Shutting down nuclear plant begins a long process

www.thenorthwestern.com
28 Oct 2012

CARLTON (US) --It will be decades before the Kewaunee Power Station site is returned to pastoral Lake Michigan shoreline, and even then its used nuclear fuel might remain. The US Nuclear Regulatory Commission has strict rules regarding the decommissioning of nuclear reactors, but within those rules is a lot of flexibility regarding when some steps are completed. Overall, a reactor owner has 60 years to complete the process.

Dominion Resources Inc, announced on Oct. 22 that it would shut down the one-reactor Kewaunee Power Station in spring 2013. It cited the low cost of producing electricity and soon-to-expire agreements for selling the plant's output as reasons for the closing. It had tried for 18 months to sell the plant, but failed to find a buyer.

Next, the operator must submit a written certification that it ceased operations to the NRC within 30 days of shutting down.
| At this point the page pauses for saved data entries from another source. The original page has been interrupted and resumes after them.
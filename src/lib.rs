//! Harvestman: an incremental site file harvester
//!
//! This crate implements a two-phase harvester: a breadth-first crawl that
//! records file links in a durable manifest, and a download pass that fetches
//! manifest entries conditionally using ETag/Last-Modified change detection.
//! The two phases run independently and communicate only through the
//! persisted state directory.

pub mod config;
pub mod crawler;
pub mod download;
pub mod robots;
pub mod state;
pub mod url;

use thiserror::Error;

/// Main error type for harvest operations
#[derive(Debug, Error)]
pub enum HarvestError {
    #[error("Configuration error: {0}")]
    Config(#[from] ConfigError),

    #[error("HTTP error for {url}: {source}")]
    Http { url: String, source: reqwest::Error },

    #[error("Download failed for {url}: {message}")]
    Download { url: String, message: String },

    #[error("URL error: {0}")]
    UrlError(#[from] UrlError),

    #[error("URL parse error: {0}")]
    UrlParse(#[from] ::url::ParseError),

    #[error("HTTP client error: {0}")]
    Reqwest(#[from] reqwest::Error),

    #[error("Malformed state file {path}: {message}")]
    State { path: String, message: String },

    #[error("Manifest record error: {0}")]
    Json(#[from] serde_json::Error),

    #[error("IO error: {0}")]
    Io(#[from] std::io::Error),
}

/// Configuration-specific errors
#[derive(Debug, Error)]
pub enum ConfigError {
    #[error("Failed to read config file: {0}")]
    Io(#[from] std::io::Error),

    #[error("Failed to parse YAML: {0}")]
    Parse(#[from] serde_yaml::Error),

    #[error("Validation error: {0}")]
    Validation(String),

    #[error("Invalid URL in config: {0}")]
    InvalidUrl(String),
}

/// URL-specific errors
#[derive(Debug, Error)]
pub enum UrlError {
    #[error("Failed to parse URL: {0}")]
    Parse(String),

    #[error("Invalid URL scheme: {0}")]
    InvalidScheme(String),

    #[error("Missing host in URL")]
    MissingHost,
}

/// Result type alias for harvest operations
pub type Result<T> = std::result::Result<T, HarvestError>;

/// Result type alias for configuration operations
pub type ConfigResult<T> = std::result::Result<T, ConfigError>;

/// Result type alias for URL operations
pub type UrlResult<T> = std::result::Result<T, UrlError>;

// Re-export commonly used types
pub use config::Config;
pub use crawler::DiscoveryReport;
pub use download::DownloadReport;
pub use state::{CrawlState, FileStatus, ManifestEntry};
pub use self::url::{in_domain, matches_extension, normalize_url};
Within two years it must submit a post-shutdown decommissioning activities report, which triggers the first of several public meetings.

The NRC allows reactor operators to choose one of three decommissioning processes. One is immediate dismantling and another allows for radioactive contaminants--which would include more than spent fuel--to be stored on site until radioactivity decays sufficiently to allow restricted release of the property.
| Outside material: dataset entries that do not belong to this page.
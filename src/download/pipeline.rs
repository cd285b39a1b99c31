use crate::config::Config;
use crate::crawler::{build_http_client, request_with_retries};
use crate::download::dest::destination_for;
use crate::state::{CrawlState, FileStatus, ManifestEntry};
use crate::{HarvestError, Result};
use reqwest::header;
use reqwest::{Client, Method, Response};
use sha2::{Digest, Sha256};
use std::fs;
use std::io::Write;

/// Aggregate counts for a download run
#[derive(Debug, Default, PartialEq, Eq)]
pub struct DownloadReport {
    pub downloaded: usize,
    pub skipped: usize,
    pub failed: usize,
}

/// What happened to a single entry that did not fail
enum EntryOutcome {
    Downloaded,
    Skipped,
}

/// Runs the download phase over every manifest entry
///
/// Entries are processed in manifest order, one at a time. Any error raised
/// while processing an entry is caught at the entry boundary: the entry is
/// marked `failed` and the pipeline moves on. State is saved exactly once
/// after the final entry.
pub async fn download(config: &Config) -> Result<DownloadReport> {
    let mut state = CrawlState::load(&config.state_dir)?;
    let client = build_http_client(&config.user_agent, config.timeout_sec)?;
    fs::create_dir_all(&config.output_dir)?;

    let mut report = DownloadReport::default();
    let urls: Vec<String> = state.manifest.keys().cloned().collect();
    let total = urls.len();

    for (index, url) in urls.iter().enumerate() {
        tracing::info!("Fetching {} ({}/{})", url, index + 1, total);
        let Some(entry) = state.manifest.get_mut(url) else {
            continue;
        };

        match process_entry(&client, config, entry).await {
            Ok(EntryOutcome::Downloaded) => report.downloaded += 1,
            Ok(EntryOutcome::Skipped) => {
                tracing::debug!("Unchanged, skipping {}", url);
                report.skipped += 1;
            }
            Err(err) => {
                tracing::warn!("Failed to download {}: {}", url, err);
                entry.status = FileStatus::Failed;
                report.failed += 1;
            }
        }
    }

    state.save()?;

    tracing::info!(
        "Download finished: {} downloaded, {} skipped, {} failed",
        report.downloaded,
        report.skipped,
        report.failed
    );

    Ok(report)
}

/// Processes one manifest entry: conditional check, then fetch if changed
///
/// A metadata-only HEAD request supplies the server's current ETag and
/// Last-Modified. If either matches the stored value the entry is unchanged
/// and no content request is issued. Otherwise the body is streamed to its
/// destination while the digest and byte count accumulate over exactly the
/// bytes written.
async fn process_entry(
    client: &Client,
    config: &Config,
    entry: &mut ManifestEntry,
) -> Result<EntryOutcome> {
    let head = request_with_retries(client, Method::HEAD, &entry.file_url, config.retries)
        .await
        .map_err(|source| HarvestError::Http {
            url: entry.file_url.clone(),
            source,
        })?;

    let etag = header_value(&head, header::ETAG);
    let last_modified = header_value(&head, header::LAST_MODIFIED);

    // Either-or match: one agreeing validator is enough to skip.
    let unchanged = (etag.is_some() && etag == entry.etag)
        || (last_modified.is_some() && last_modified == entry.last_modified);

    if unchanged {
        entry.status = FileStatus::SkippedUnchanged;
        entry.http_status = Some(head.status().as_u16());
        entry.etag = etag;
        entry.last_modified = last_modified;
        return Ok(EntryOutcome::Skipped);
    }

    let mut resp = request_with_retries(client, Method::GET, &entry.file_url, config.retries)
        .await
        .map_err(|source| HarvestError::Http {
            url: entry.file_url.clone(),
            source,
        })?;

    if !resp.status().is_success() {
        return Err(HarvestError::Download {
            url: entry.file_url.clone(),
            message: format!("HTTP {}", resp.status()),
        });
    }
    let http_status = resp.status().as_u16();

    let dest = destination_for(&config.output_dir, &entry.file_url)?;
    if let Some(parent) = dest.parent() {
        fs::create_dir_all(parent)?;
    }

    let mut file = fs::File::create(&dest)?;
    let mut hasher = Sha256::new();
    let mut size_bytes: u64 = 0;
    while let Some(chunk) = resp.chunk().await.map_err(|source| HarvestError::Http {
        url: entry.file_url.clone(),
        source,
    })? {
        file.write_all(&chunk)?;
        hasher.update(&chunk);
        size_bytes += chunk.len() as u64;
    }
    file.flush()?;

    entry.file_path = Some(dest.display().to_string());
    entry.status = FileStatus::Downloaded;
    entry.http_status = Some(http_status);
    entry.etag = etag;
    entry.last_modified = last_modified;
    entry.sha256 = Some(hex::encode(hasher.finalize()));
    entry.size_bytes = Some(size_bytes);

    Ok(EntryOutcome::Downloaded)
}

fn header_value(resp: &Response, name: header::HeaderName) -> Option<String> {
    resp.headers()
        .get(name)
        .and_then(|v| v.to_str().ok())
        .map(str::to_string)
}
Dominion chose a method called SAFSTOR in NRC parlance. The facility is maintained and monitored in a condition that allows radioactivity to decay, after which it is dismantled and the property decontaminated.

Daniel Stoddard, senior vice president of nuclear operations for Dominion, said the first step would be to transfer radioactive fuel rods from the reactor to the spent fuel pool in the plant, where they would stay for five to seven years. After that, they will be placed in dry-cask storage at an exterior location on site.

Stoddard said "eventually, the federal government will take title to the fuel as it is required to do", but there's no indication when that will be. Since the federal government abrogated its responsibility to create a national repository for spent nuclear fuel, which was supposed to have been completed in 1998, the NRC has had to devise other plans. The NRC said decommissioning costs range from $300 million to $400 million, but some have been as much as $1 billion, according to reports.